Work to complete
Only one portion of the data is to be written out: from the line bearing "repository 7565cd5c4340e5d2" through the line bearing "use tracing::error;". Write it exactly as it appears.

(Entries supplied begins)

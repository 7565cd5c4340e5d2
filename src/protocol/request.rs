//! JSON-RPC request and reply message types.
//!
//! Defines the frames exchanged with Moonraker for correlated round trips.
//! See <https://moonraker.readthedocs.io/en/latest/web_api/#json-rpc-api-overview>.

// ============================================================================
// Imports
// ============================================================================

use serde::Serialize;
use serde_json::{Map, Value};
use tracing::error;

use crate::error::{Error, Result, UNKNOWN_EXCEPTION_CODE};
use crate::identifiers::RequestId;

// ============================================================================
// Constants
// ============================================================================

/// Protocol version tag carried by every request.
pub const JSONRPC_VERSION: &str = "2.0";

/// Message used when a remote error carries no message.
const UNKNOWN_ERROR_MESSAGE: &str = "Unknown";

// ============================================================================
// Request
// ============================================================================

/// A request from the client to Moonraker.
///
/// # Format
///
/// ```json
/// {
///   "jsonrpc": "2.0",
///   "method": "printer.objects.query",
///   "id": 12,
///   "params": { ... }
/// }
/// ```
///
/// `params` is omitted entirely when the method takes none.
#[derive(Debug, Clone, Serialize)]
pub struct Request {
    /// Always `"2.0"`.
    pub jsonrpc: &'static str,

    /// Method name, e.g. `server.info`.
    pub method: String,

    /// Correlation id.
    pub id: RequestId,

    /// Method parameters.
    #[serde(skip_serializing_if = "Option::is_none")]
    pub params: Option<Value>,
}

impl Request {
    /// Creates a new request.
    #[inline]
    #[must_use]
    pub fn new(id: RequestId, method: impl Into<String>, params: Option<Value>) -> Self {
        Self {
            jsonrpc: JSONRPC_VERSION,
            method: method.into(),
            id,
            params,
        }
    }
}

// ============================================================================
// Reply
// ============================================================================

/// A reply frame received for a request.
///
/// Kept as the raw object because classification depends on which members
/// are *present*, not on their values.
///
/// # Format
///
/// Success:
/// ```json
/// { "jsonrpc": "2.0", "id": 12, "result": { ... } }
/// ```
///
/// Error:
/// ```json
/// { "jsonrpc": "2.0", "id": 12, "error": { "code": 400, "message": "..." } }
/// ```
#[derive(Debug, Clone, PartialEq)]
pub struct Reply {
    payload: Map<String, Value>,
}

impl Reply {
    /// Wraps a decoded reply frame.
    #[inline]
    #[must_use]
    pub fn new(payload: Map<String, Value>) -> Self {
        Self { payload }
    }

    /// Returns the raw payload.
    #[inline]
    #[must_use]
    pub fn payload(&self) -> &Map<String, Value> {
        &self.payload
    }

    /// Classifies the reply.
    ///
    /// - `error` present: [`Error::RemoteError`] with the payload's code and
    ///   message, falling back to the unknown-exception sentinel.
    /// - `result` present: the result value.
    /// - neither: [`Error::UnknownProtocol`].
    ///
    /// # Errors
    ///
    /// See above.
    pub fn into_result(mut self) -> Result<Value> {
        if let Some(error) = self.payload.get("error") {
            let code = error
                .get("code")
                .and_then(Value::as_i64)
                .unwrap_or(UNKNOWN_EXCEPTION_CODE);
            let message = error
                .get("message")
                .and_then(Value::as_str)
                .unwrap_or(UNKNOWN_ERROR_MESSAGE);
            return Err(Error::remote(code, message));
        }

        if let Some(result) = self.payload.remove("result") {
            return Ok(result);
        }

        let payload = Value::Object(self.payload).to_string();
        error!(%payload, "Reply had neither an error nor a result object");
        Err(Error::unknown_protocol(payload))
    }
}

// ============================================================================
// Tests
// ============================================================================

(Entries supplied ends)
(Entries supplied begins)

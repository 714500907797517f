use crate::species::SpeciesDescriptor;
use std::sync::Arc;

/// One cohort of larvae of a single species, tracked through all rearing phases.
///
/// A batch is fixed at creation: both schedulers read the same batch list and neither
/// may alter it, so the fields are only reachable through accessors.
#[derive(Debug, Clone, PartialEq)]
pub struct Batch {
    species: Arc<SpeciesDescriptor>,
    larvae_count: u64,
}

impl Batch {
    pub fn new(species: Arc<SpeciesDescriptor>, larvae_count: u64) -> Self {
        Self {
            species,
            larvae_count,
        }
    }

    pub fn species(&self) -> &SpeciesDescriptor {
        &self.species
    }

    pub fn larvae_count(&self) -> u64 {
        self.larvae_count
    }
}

(Entries supplied ends)

Your response
repository 7565cd5c4340e5d2
filename src/protocol/request.rs
//! JSON-RPC request and reply message types.
//!
//! Defines the frames exchanged with Moonraker for correlated round trips.
//! See <https://moonraker.readthedocs.io/en/latest/web_api/#json-rpc-api-overview>.

// ============================================================================
// Imports
// ============================================================================

use serde::Serialize;
use serde_json::{Map, Value};
use tracing::error;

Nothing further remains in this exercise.